Work Under Review and in Progress
- A paper exploring a subtle form of linguistic bias, constituted by the order in which we communicate the contents of an utterance (R&R – title redacted as this will soon be back under review)
Whenever we communicate, we inevitably have to say one thing before another. This means introducing particularly subtle patterns of salience into our language. In this paper, I introduce ‘order-based salience patterns’, referring to the ordering of syntactic contents where that ordering, pretheoretically, does not appear to be of consequence. For instance, if one is to describe a colourful scarf, it wouldn’t seem to matter if one were to say it is ‘orange and blue’ or ‘blue and orange’. Despite their apparent triviality, I argue that order-based salience patterns tend to make the content positioned first more salient – in the sense of attention-grabbing – in a way that can have significant normative implications. Giving relative salience to gender differences over similarities, for instance, can result in the activation of cognitively accessible beliefs about gender differences. Where those beliefs are epistemically and/or ethically flawed, we can critique the salience pattern that led to them, providing an instrumental way of evaluating those patterns. I suggest that order-based salience patterns can also be evaluated on non-instrumental grounds; talking about gender differences before similarities might constitute a subtle form of bias. Finally, I reflect on how the apparent triviality of order-based salience patterns in language gives them an insidious strength.
- A paper bringing precision to the idea that we can objectify people simply in virtue of how we attend to them (title redacted, as currently under review)
This paper clarifies a pervasive but under-theorised way in which objectification can occur: through attentional patterns alone. Further, it introduces and motivates particularly subtle forms of this attention-based objectification. These capture cases where aspects of one’s personhood are not ignored, nor are one’s object-like features fixated upon. Instead, the attentional pattern’s problems are revealed in its comparative nature. For instance, a person might listen to a trans woman’s conversational contributions, and so not ignore something meaningful about her, and yet find her figure comparatively more noticeable. Alternatively, a person might not fixate on the bodies of black men, and yet find their bodies comparatively more salient than the bodies of white men. Recognising these particularly elusive forms of objectification requires acknowledging that, in contrast with influential interpretations of objectification, one needn’t be reduced to a body or appearance, or to have one’s autonomy and subjectivity denied, to count as being objectified. One can be treated like an object in less extreme ways. While less extreme, these forms of objectification are not trivial. Their subtlety grants them an insidious immunity from criticism, which results in distinctive harms for the victim.
- Attentional Bias and Lived Experience (Invited contribution for Philosophical Psychology special issue on ‘Understanding Bias’, more info here)
Abstract TBC.
- Harmful attention as a microaggression (work in progress)
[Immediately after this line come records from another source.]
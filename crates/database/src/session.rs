//! Per-connection sessions: statements, transactions and view commands.

use std::sync::Arc;
use tracing::debug;
use vireo_core::{MaintenanceError, Result, Row, Value};
use vireo_engine::{
    Delta, EpisodeCtx, GroupRescan, MaintenanceContext, MaintenanceCoordinator, MergeEngine,
    Predicate, QueryNode, ResultDelta, TransitionLog, ViewDescriptor, ViewShape, ViewUndoLog,
};
use vireo_storage::{Journal, SessionId, Snapshot, TableSet, TxnId};

use crate::database::Database;
use crate::eligibility::check_eligibility;

struct Savepoint {
    name: String,
    level: u32,
}

struct TxnState {
    id: TxnId,
    snapshot: Snapshot,
    level: u32,
    savepoints: Vec<Savepoint>,
    journal: Journal,
    undo: ViewUndoLog,
    ctx: MaintenanceContext,
}

/// A connection to a [`Database`].
///
/// Statements run in the current transaction, or in an implicit
/// single-statement transaction when none is open. A statement that fails is
/// rolled back on its own; the surrounding transaction stays usable.
pub struct Session {
    db: Arc<Database>,
    id: SessionId,
    txn: Option<TxnState>,
}

impl Session {
    pub(crate) fn new(db: Arc<Database>, id: SessionId) -> Self {
        Session { db, id, txn: None }
    }

    /// Returns the session id.
    #[inline]
    pub fn id(&self) -> SessionId {
        self.id
    }

    /// Starts a transaction.
    pub fn begin(&mut self) -> Result<()> {
        if self.txn.is_some() {
            return Err(MaintenanceError::TransactionActive);
        }
        let id = self.db.txns.begin();
        // The visibility snapshot for the whole transaction, including the
        // concurrent-maintainer check, is taken here.
        let snapshot = self.db.txns.snapshot();
        self.txn = Some(TxnState {
            id,
            snapshot,
            level: 1,
            savepoints: Vec::new(),
            journal: Journal::new(),
            undo: ViewUndoLog::new(),
            ctx: MaintenanceContext::new(),
        });
        debug!(session = self.id, txn = id, "transaction started");
        Ok(())
    }

    /// Commits the current transaction.
    pub fn commit(&mut self) -> Result<()> {
        let mut txn = self.txn.take().ok_or(MaintenanceError::TransactionInactive)?;
        txn.journal.clear();
        txn.undo.clear();
        txn.ctx.clear();
        self.db.locks.release_all(self.id);
        self.db.txns.finish(txn.id);
        debug!(session = self.id, txn = txn.id, "transaction committed");
        Ok(())
    }

    /// Rolls back the current transaction, undoing base-table changes and
    /// restoring every maintained view.
    pub fn rollback(&mut self) -> Result<()> {
        let mut txn = self.txn.take().ok_or(MaintenanceError::TransactionInactive)?;
        let undone = {
            let mut tables = self.db.tables.write();
            txn.journal.rollback_to_mark(0, &mut tables)
        };
        {
            let mut views = self.db.views.write();
            txn.undo.rollback_to_mark(0, &mut views);
        }
        txn.ctx.at_abort(1);
        self.db.locks.release_all(self.id);
        self.db.txns.finish(txn.id);
        debug!(session = self.id, txn = txn.id, "transaction rolled back");
        undone
    }

    /// Creates a savepoint.
    pub fn savepoint(&mut self, name: impl Into<String>) -> Result<()> {
        let txn = self.txn.as_mut().ok_or(MaintenanceError::TransactionInactive)?;
        txn.level += 1;
        txn.savepoints.push(Savepoint {
            name: name.into(),
            level: txn.level,
        });
        Ok(())
    }

    /// Rolls back to a savepoint, keeping the savepoint itself.
    pub fn rollback_to_savepoint(&mut self, name: &str) -> Result<()> {
        let txn = self.txn.as_mut().ok_or(MaintenanceError::TransactionInactive)?;
        let idx = txn
            .savepoints
            .iter()
            .rposition(|s| s.name == name)
            .ok_or_else(|| MaintenanceError::no_such_savepoint(name))?;
        let level = txn.savepoints[idx].level;

        {
            let mut tables = self.db.tables.write();
            txn.journal.rollback_level(level, &mut tables)?;
        }
        {
            let mut views = self.db.views.write();
            txn.undo.rollback_level(level, &mut views);
        }
        txn.ctx.at_abort(level);
        txn.savepoints.truncate(idx + 1);
        txn.level = level;
        Ok(())
    }

    /// Releases a savepoint, merging its changes into the enclosing scope.
    pub fn release_savepoint(&mut self, name: &str) -> Result<()> {
        let txn = self.txn.as_mut().ok_or(MaintenanceError::TransactionInactive)?;
        let idx = txn
            .savepoints
            .iter()
            .rposition(|s| s.name == name)
            .ok_or_else(|| MaintenanceError::no_such_savepoint(name))?;
        let level = txn.savepoints[idx].level;
        // Changes made under the released savepoint now belong to the
        // enclosing scope; a later savepoint reusing the level must not
        // roll them back.
        txn.journal.release_level(level);
        txn.undo.release_level(level);
        txn.savepoints.truncate(idx);
        txn.level = level - 1;
        Ok(())
    }

    /// Inserts a row into a base table, maintaining dependent views.
    pub fn insert(&mut self, table: &str, values: Vec<Value>) -> Result<()> {
        let table = table.to_string();
        self.exec(move |tables, journal, level| {
            let row = Row::create(values);
            tables.table_mut(&table)?.insert(row.clone())?;
            journal.record_insert(level, &table, row.clone());
            let mut log = TransitionLog::new();
            log.table_mut(&table).record_insert(row);
            Ok((log, 1))
        })
        .map(|_| ())
    }

    /// Deletes every row matching the predicate, maintaining dependent
    /// views. Returns the number of rows deleted.
    pub fn delete_where(&mut self, table: &str, predicate: &Predicate) -> Result<usize> {
        let table = table.to_string();
        let predicate = predicate.clone();
        self.exec(move |tables, journal, level| {
            let store = tables.table_mut(&table)?;
            let victims: Vec<Row> = store
                .rows()
                .filter(|r| predicate.matches(r))
                .cloned()
                .collect();
            let mut log = TransitionLog::new();
            for row in &victims {
                store.remove(row.id);
                journal.record_delete(level, &table, row.clone());
                log.table_mut(&table).record_delete(row.clone());
            }
            let n = victims.len();
            Ok((log, n))
        })
    }

    /// Updates every row matching the predicate by applying the column
    /// assignments. Returns the number of rows updated.
    pub fn update_where(
        &mut self,
        table: &str,
        predicate: &Predicate,
        assignments: &[(usize, Value)],
    ) -> Result<usize> {
        let table = table.to_string();
        let predicate = predicate.clone();
        let assignments = assignments.to_vec();
        self.exec(move |tables, journal, level| {
            let store = tables.table_mut(&table)?;
            let arity = store.def().column_count();
            for &(column, _) in &assignments {
                if column >= arity {
                    return Err(MaintenanceError::invalid_schema(format!(
                        "column index {column} out of range for table \"{table}\""
                    )));
                }
            }
            let victims: Vec<Row> = store
                .rows()
                .filter(|r| predicate.matches(r))
                .cloned()
                .collect();
            let mut log = TransitionLog::new();
            for old in &victims {
                let mut new = old.clone();
                for (column, value) in &assignments {
                    new.values[*column] = value.clone();
                }
                store.insert(new.clone())?;
                journal.record_update(level, &table, old.clone(), new.clone());
                log.table_mut(&table).record_update(old.clone(), new);
            }
            let n = victims.len();
            Ok((log, n))
        })
    }

    /// Creates a view. With `with_data` the view is populated immediately;
    /// without it the view stays unpopulated until refreshed.
    pub fn create_view(&mut self, name: &str, query: QueryNode, with_data: bool) -> Result<()> {
        check_eligibility(&query)?;
        {
            let tables = self.db.tables.read();
            for table in query.tables() {
                tables.table(&table)?;
            }
        }
        {
            let mut views = self.db.views.write();
            views.create(ViewDescriptor::new(name, query))?;
        }
        if !with_data {
            return Ok(());
        }

        let implicit = self.txn.is_none();
        if implicit {
            self.begin()?;
        }
        let res = self
            .db
            .locks
            .try_acquire(name, self.id)
            .and_then(|()| self.refresh_in_txn(name, true));
        if res.is_err() {
            // The catalog entry is not transactional; take it back out.
            let _ = self.db.views.write().drop_view(name);
        }
        if implicit {
            if res.is_ok() {
                self.commit()?;
            } else {
                let _ = self.rollback();
            }
        }
        res
    }

    /// Drops a view.
    pub fn drop_view(&mut self, name: &str) -> Result<()> {
        self.db.views.write().drop_view(name)
    }

    /// Rebuilds a view from its defining query, or empties it when
    /// `with_data` is false. Waits for any concurrent maintainer to finish.
    pub fn refresh_view(&mut self, name: &str, with_data: bool) -> Result<()> {
        {
            let views = self.db.views.read();
            views.get(name)?;
        }
        let implicit = self.txn.is_none();
        if implicit {
            self.begin()?;
        }
        // Block here while holding no guards so the current holder can
        // finish its transaction.
        self.db.locks.acquire_blocking(name, self.id);
        let res = self.refresh_in_txn(name, with_data);
        if implicit {
            if res.is_ok() {
                self.commit()?;
            } else {
                let _ = self.rollback();
            }
        }
        res
    }

    /// Returns a view's visible rows, sorted by value.
    pub fn query_view(&self, name: &str) -> Result<Vec<Row>> {
        let views = self.db.views.read();
        let entry = views.get(name)?;
        if !entry.state.populated() {
            return Err(MaintenanceError::view_not_populated(name));
        }
        Ok(entry.state.visible_rows(&entry.descriptor))
    }

    /// Returns a base table's rows in id order.
    pub fn query_table(&self, name: &str) -> Result<Vec<Row>> {
        let tables = self.db.tables.read();
        Ok(tables.table(name)?.rows().cloned().collect())
    }

    /// Writes a row directly into a view's contents.
    ///
    /// View contents belong to the maintenance engine; this is rejected
    /// unless the engine has suppressed the guard for the view, which never
    /// holds for user statements.
    pub fn insert_into_view(&mut self, view: &str, values: Vec<Value>) -> Result<()> {
        let suppressed = self
            .txn
            .as_ref()
            .map(|t| t.ctx.is_suppressed(view))
            .unwrap_or(false);
        if !suppressed {
            return Err(MaintenanceError::direct_write_rejected(view));
        }

        let mut views = self.db.views.write();
        let (descriptor, state) = views.descriptor_and_state_mut(view)?;
        if descriptor.shape() != ViewShape::Plain {
            return Err(MaintenanceError::ineligible_query(
                "direct writes are only possible for plain views",
            ));
        }
        let delta = ResultDelta::Rows(vec![Delta::insert(Row::detached(values))]);
        MergeEngine::apply(descriptor, state, &delta, &RejectRescan)
    }

    fn exec<F>(&mut self, apply: F) -> Result<usize>
    where
        F: FnOnce(&mut TableSet, &mut Journal, u32) -> Result<(TransitionLog, usize)>,
    {
        let implicit = self.txn.is_none();
        if implicit {
            self.begin()?;
        }
        let res = self.exec_in_txn(apply);
        if implicit {
            if res.is_ok() {
                self.commit()?;
            } else {
                let _ = self.rollback();
            }
        }
        res
    }

    fn exec_in_txn<F>(&mut self, apply: F) -> Result<usize>
    where
        F: FnOnce(&mut TableSet, &mut Journal, u32) -> Result<(TransitionLog, usize)>,
    {
        let txn = self
            .txn
            .as_mut()
            .ok_or(MaintenanceError::TransactionInactive)?;
        let mut tables = self.db.tables.write();
        let journal_mark = txn.journal.mark();
        let undo_mark = txn.undo.mark();

        let (log, n) = match apply(&mut tables, &mut txn.journal, txn.level) {
            Ok(v) => v,
            Err(e) => {
                txn.journal.rollback_to_mark(journal_mark, &mut tables)?;
                return Err(e);
            }
        };
        if log.is_empty() {
            return Ok(n);
        }

        let mut views = self.db.views.write();
        let coordinator = MaintenanceCoordinator::new(&self.db.locks);
        let mut ep = EpisodeCtx {
            session: self.id,
            txn: txn.id,
            level: txn.level,
            snapshot: &txn.snapshot,
            ctx: &mut txn.ctx,
            undo: &mut txn.undo,
        };
        match coordinator.maintain_incremental(&mut views, &tables, &log, &mut ep) {
            Ok(()) => Ok(n),
            Err(e) => {
                txn.undo.rollback_to_mark(undo_mark, &mut views);
                txn.journal.rollback_to_mark(journal_mark, &mut tables)?;
                txn.ctx.at_abort(txn.level);
                Err(e)
            }
        }
    }

    fn refresh_in_txn(&mut self, name: &str, with_data: bool) -> Result<()> {
        let txn = self
            .txn
            .as_mut()
            .ok_or(MaintenanceError::TransactionInactive)?;
        let tables = self.db.tables.read();
        let mut views = self.db.views.write();
        let undo_mark = txn.undo.mark();
        let coordinator = MaintenanceCoordinator::new(&self.db.locks);
        let mut ep = EpisodeCtx {
            session: self.id,
            txn: txn.id,
            level: txn.level,
            snapshot: &txn.snapshot,
            ctx: &mut txn.ctx,
            undo: &mut txn.undo,
        };
        match coordinator.refresh(&mut views, &tables, name, with_data, &mut ep) {
            Ok(()) => Ok(()),
            Err(e) => {
                txn.undo.rollback_to_mark(undo_mark, &mut views);
                txn.ctx.at_abort(txn.level);
                Err(e)
            }
        }
    }
}

impl Drop for Session {
    fn drop(&mut self) {
        if self.txn.is_some() {
            let _ = self.rollback();
        }
    }
}

struct RejectRescan;

impl GroupRescan for RejectRescan {
    fn rescan(&self, d: &ViewDescriptor, _: &[Value], _: usize) -> Result<Vec<Value>> {
        Err(MaintenanceError::state_corruption(
            d.name(),
            "group rescan is not available for direct writes",
        ))
    }
}
//! Benchmarks for vireo-engine maintenance paths.

use criterion::{black_box, criterion_group, criterion_main, BenchmarkId, Criterion};
use vireo_core::{DataType, Row, TableDef, Value};
use vireo_engine::{
    AggFunc, CmpOp, Delta, MergeEngine, Predicate, Propagator, QueryNode, ResultDelta,
    TransitionLog, ViewDescriptor, ViewState,
};
use vireo_storage::TableSet;

fn make_tables(rows: i64) -> TableSet {
    let mut tables = TableSet::new();
    tables
        .create_table(
            TableDef::builder("orders")
                .column("user_id", DataType::Int64)
                .column("amount", DataType::Int64)
                .build()
                .unwrap(),
        )
        .unwrap();
    for i in 0..rows {
        tables
            .table_mut("orders")
            .unwrap()
            .insert(Row::create(vec![
                Value::Int64(i % 50),
                Value::Int64(i * 10),
            ]))
            .unwrap();
    }
    tables
}

fn bench_propagate_filter(c: &mut Criterion) {
    let mut group = c.benchmark_group("propagate/filter");
    let tables = make_tables(1000);
    let descriptor = ViewDescriptor::new(
        "v",
        QueryNode::scan("orders").filter(Predicate::compare(1, CmpOp::Gt, Value::Int64(100))),
    );

    for size in [1, 10, 100] {
        let mut log = TransitionLog::new();
        for i in 0..size {
            log.table_mut("orders")
                .record_insert(Row::create(vec![Value::Int64(i), Value::Int64(i * 10)]));
        }
        group.bench_with_input(BenchmarkId::new("statement", size), &log, |b, log| {
            let propagator = Propagator::new(&tables);
            b.iter(|| propagator.propagate(black_box(&descriptor), black_box(log)).unwrap())
        });
    }
    group.finish();
}

fn bench_merge_grouped(c: &mut Criterion) {
    let mut group = c.benchmark_group("merge/grouped");
    let descriptor = ViewDescriptor::new(
        "v",
        QueryNode::scan("orders").aggregate(vec![0], vec![AggFunc::CountStar, AggFunc::Sum(1)]),
    );

    struct NoRescan;
    impl vireo_engine::GroupRescan for NoRescan {
        fn rescan(
            &self,
            _: &ViewDescriptor,
            _: &[Value],
            _: usize,
        ) -> vireo_core::Result<Vec<Value>> {
            Ok(Vec::new())
        }
    }

    for size in [10, 100, 1000] {
        let input: Vec<Delta> = (0..size)
            .map(|i| {
                Delta::insert(Row::detached(vec![
                    Value::Int64(i % 50),
                    Value::Int64(i * 10),
                ]))
            })
            .collect();
        group.bench_with_input(BenchmarkId::new("insert_batch", size), &input, |b, input| {
            b.iter(|| {
                let mut state = ViewState::new(&descriptor);
                MergeEngine::apply(
                    &descriptor,
                    &mut state,
                    &ResultDelta::Grouped {
                        input: input.clone(),
                    },
                    &NoRescan,
                )
                .unwrap()
            })
        });
    }
    group.finish();
}

fn bench_full_refresh(c: &mut Criterion) {
    let mut group = c.benchmark_group("refresh");

    for size in [100, 1000] {
        let tables = make_tables(size);
        let descriptor = ViewDescriptor::new(
            "v",
            QueryNode::scan("orders").aggregate(vec![0], vec![AggFunc::CountStar, AggFunc::Avg(1)]),
        );
        group.bench_with_input(
            BenchmarkId::new("full_delta", size),
            &tables,
            |b, tables| {
                let propagator = Propagator::new(tables);
                b.iter(|| propagator.full_delta(black_box(&descriptor)).unwrap())
            },
        );
    }
    group.finish();
}

criterion_group!(
    benches,
    bench_propagate_filter,
    bench_merge_grouped,
    bench_full_refresh,
);

criterion_main!(benches);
- Ideological distortions of work as ‘work’ (work in progress)
PhD
My PhD, completed at the University of Cambridge, developed the concept of a ‘salience perspective’. This refers to the structure and/or presentation of some (linguistic or mental) contents, to make some contents more prominent than others. For instance, we might structure some linguistic contents by talking about one content before another. We might structure some mental contents by better noticing and remembering certain contents over others. I argued that certain patterns of salience can both cause and constitute harm. For instance, a woman’s appearance might be made more salient than her talents: I argue that this salience pattern might causally activate harmful sexually objectifying beliefs about women, but also constitute a subtle and insidious form of objectification.